Work item → A complete copy of the entries, exactly as written, is the expected result.

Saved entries

════════════════════

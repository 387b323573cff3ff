//! # UserRepository
//!
//! ユーザーレコードの永続化を担当するリポジトリ。
//!
//! キーはメールアドレスそのもの、値は [`User`] の JSON。

use std::sync::Arc;

use async_trait::async_trait;
use edgeblog_domain::user::User;

use crate::{KvStore, error::InfraError, kv};

/// ユーザーリポジトリトレイト
#[async_trait]
pub trait UserRepository: Send + Sync {
   /// メールアドレスでユーザーを検索する
   ///
   /// # 戻り値
   ///
   /// - `Ok(Some(user))`: ユーザーが見つかった場合
   /// - `Ok(None)`: ユーザーが見つからない場合
   /// - `Err(_)`: ストアエラー、または保存値が不正な JSON
   async fn find_by_email(&self, email: &str) -> Result<Option<User>, InfraError>;

   /// 同じメールアドレスのユーザーが存在しない場合のみ保存する
   ///
   /// # 戻り値
   ///
   /// 保存した場合は `true`、既に存在した場合は `false`
   async fn insert_if_absent(&self, user: &User) -> Result<bool, InfraError>;
}

/// KV ストア実装の UserRepository
#[derive(Clone)]
pub struct KvUserRepository {
   store: Arc<dyn KvStore>,
}

impl KvUserRepository {
   pub fn new(store: Arc<dyn KvStore>) -> Self {
      Self { store }
   }
}

#[async_trait]
impl UserRepository for KvUserRepository {
   async fn find_by_email(&self, email: &str) -> Result<Option<User>, InfraError> {
      kv::get_json(self.store.as_ref(), email).await
   }

   async fn insert_if_absent(&self, user: &User) -> Result<bool, InfraError> {
      kv::put_json_if_absent(self.store.as_ref(), &user.email, user).await
   }
}

#[cfg(test)]
mod tests {
   use pretty_assertions::assert_eq;

   use super::*;
   use crate::InMemoryKvStore;

   fn alice() -> User {
      User {
         user_id:  Some("u-1".to_string()),
         email:    "alice@example.com".to_string(),
         password: "pw".to_string(),
         username: "alice".to_string(),
      }
   }

   #[tokio::test]
   async fn test_保存したユーザーをメールアドレスで取得できる() {
      let store = Arc::new(InMemoryKvStore::new());
      let sut = KvUserRepository::new(store.clone());

      assert!(sut.insert_if_absent(&alice()).await.unwrap());

      let found = sut.find_by_email("alice@example.com").await.unwrap();
      assert_eq!(found, Some(alice()));
      // キーはメールアドレスそのもの
      assert!(store.get("alice@example.com").await.unwrap().is_some());
   }

   #[tokio::test]
   async fn test_同じメールアドレスは二度保存できない() {
      let sut = KvUserRepository::new(Arc::new(InMemoryKvStore::new()));
      let mut other = alice();
      other.username = "impostor".to_string();

      assert!(sut.insert_if_absent(&alice()).await.unwrap());
      assert!(!sut.insert_if_absent(&other).await.unwrap());

      let found = sut.find_by_email("alice@example.com").await.unwrap().unwrap();
      assert_eq!(found.username, "alice");
   }

   #[tokio::test]
   async fn test_存在しないメールアドレスはnoneを返す() {
      let sut = KvUserRepository::new(Arc::new(InMemoryKvStore::new()));

      assert_eq!(sut.find_by_email("nobody@example.com").await.unwrap(), None);
   }
}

════════════════════

Exercise result →
repository 387b323573cff3ff
//! # UserRepository
//!
//! ユーザーレコードの永続化を担当するリポジトリ。
//!
//! キーはメールアドレスそのもの、値は [`User`] の JSON。

use std::sync::Arc;

use async_trait::async_trait;
use edgeblog_domain::user::User;

use crate::{KvStore, error::InfraError, kv};

/// ユーザーリポジトリトレイト
#[async_trait]
pub trait UserRepository: Send + Sync {
   /// メールアドレスでユーザーを検索する
   ///
   /// # 戻り値
   ///
   /// - `Ok(Some(user))`: ユーザーが見つかった場合
   /// - `Ok(None)`: ユーザーが見つからない場合
   /// - `Err(_)`: ストアエラー、または保存値が不正な JSON
   async fn find_by_email(&self, email: &str) -> Result<Option<User>, InfraError>;

   /// 同じメールアドレスのユーザーが存在しない場合のみ保存する
   ///
   /// # 戻り値
   ///
   /// 保存した場合は `true`、既に存在した場合は `false`
   async fn insert_if_absent(&self, user: &User) -> Result<bool, InfraError>;
}

/// KV ストア実装の UserRepository
#[derive(Clone)]
pub struct KvUserRepository {
   store: Arc<dyn KvStore>,
}

impl KvUserRepository {
   pub fn new(store: Arc<dyn KvStore>) -> Self {
      Self { store }
   }
}

#[async_trait]
impl UserRepository for KvUserRepository {
   async fn find_by_email(&self, email: &str) -> Result<Option<User>, InfraError> {
      kv::get_json(self.store.as_ref(), email).await
   }

   async fn insert_if_absent(&self, user: &User) -> Result<bool, InfraError> {
      kv::put_json_if_absent(self.store.as_ref(), &user.email, user).await
   }
}

#[cfg(test)]
mod tests {
   use pretty_assertions::assert_eq;

   use super::*;
   use crate::InMemoryKvStore;

   fn alice() -> User {
      User {
         user_id:  Some("u-1".to_string()),
         email:    "alice@example.com".to_string(),
         password: "pw".to_string(),
         username: "alice".to_string(),
      }
   }

   #[tokio::test]
   async fn test_保存したユーザーをメールアドレスで取得できる() {
      let store = Arc::new(InMemoryKvStore::new());
      let sut = KvUserRepository::new(store.clone());

      assert!(sut.insert_if_absent(&alice()).await.unwrap());

      let found = sut.find_by_email("alice@example.com").await.unwrap();
      assert_eq!(found, Some(alice()));
      // キーはメールアドレスそのもの
      assert!(store.get("alice@example.com").await.unwrap().is_some());
   }

   #[tokio::test]
   async fn test_同じメールアドレスは二度保存できない() {
      let sut = KvUserRepository::new(Arc::new(InMemoryKvStore::new()));
      let mut other = alice();
      other.username = "impostor".to_string();

      assert!(sut.insert_if_absent(&alice()).await.unwrap());
      assert!(!sut.insert_if_absent(&other).await.unwrap());

      let found = sut.find_by_email("alice@example.com").await.unwrap().unwrap();
      assert_eq!(found.username, "alice");
   }

   #[tokio::test]
   async fn test_存在しないメールアドレスはnoneを返す() {
      let sut = KvUserRepository::new(Arc::new(InMemoryKvStore::new()));

      assert_eq!(sut.find_by_email("nobody@example.com").await.unwrap(), None);
   }
}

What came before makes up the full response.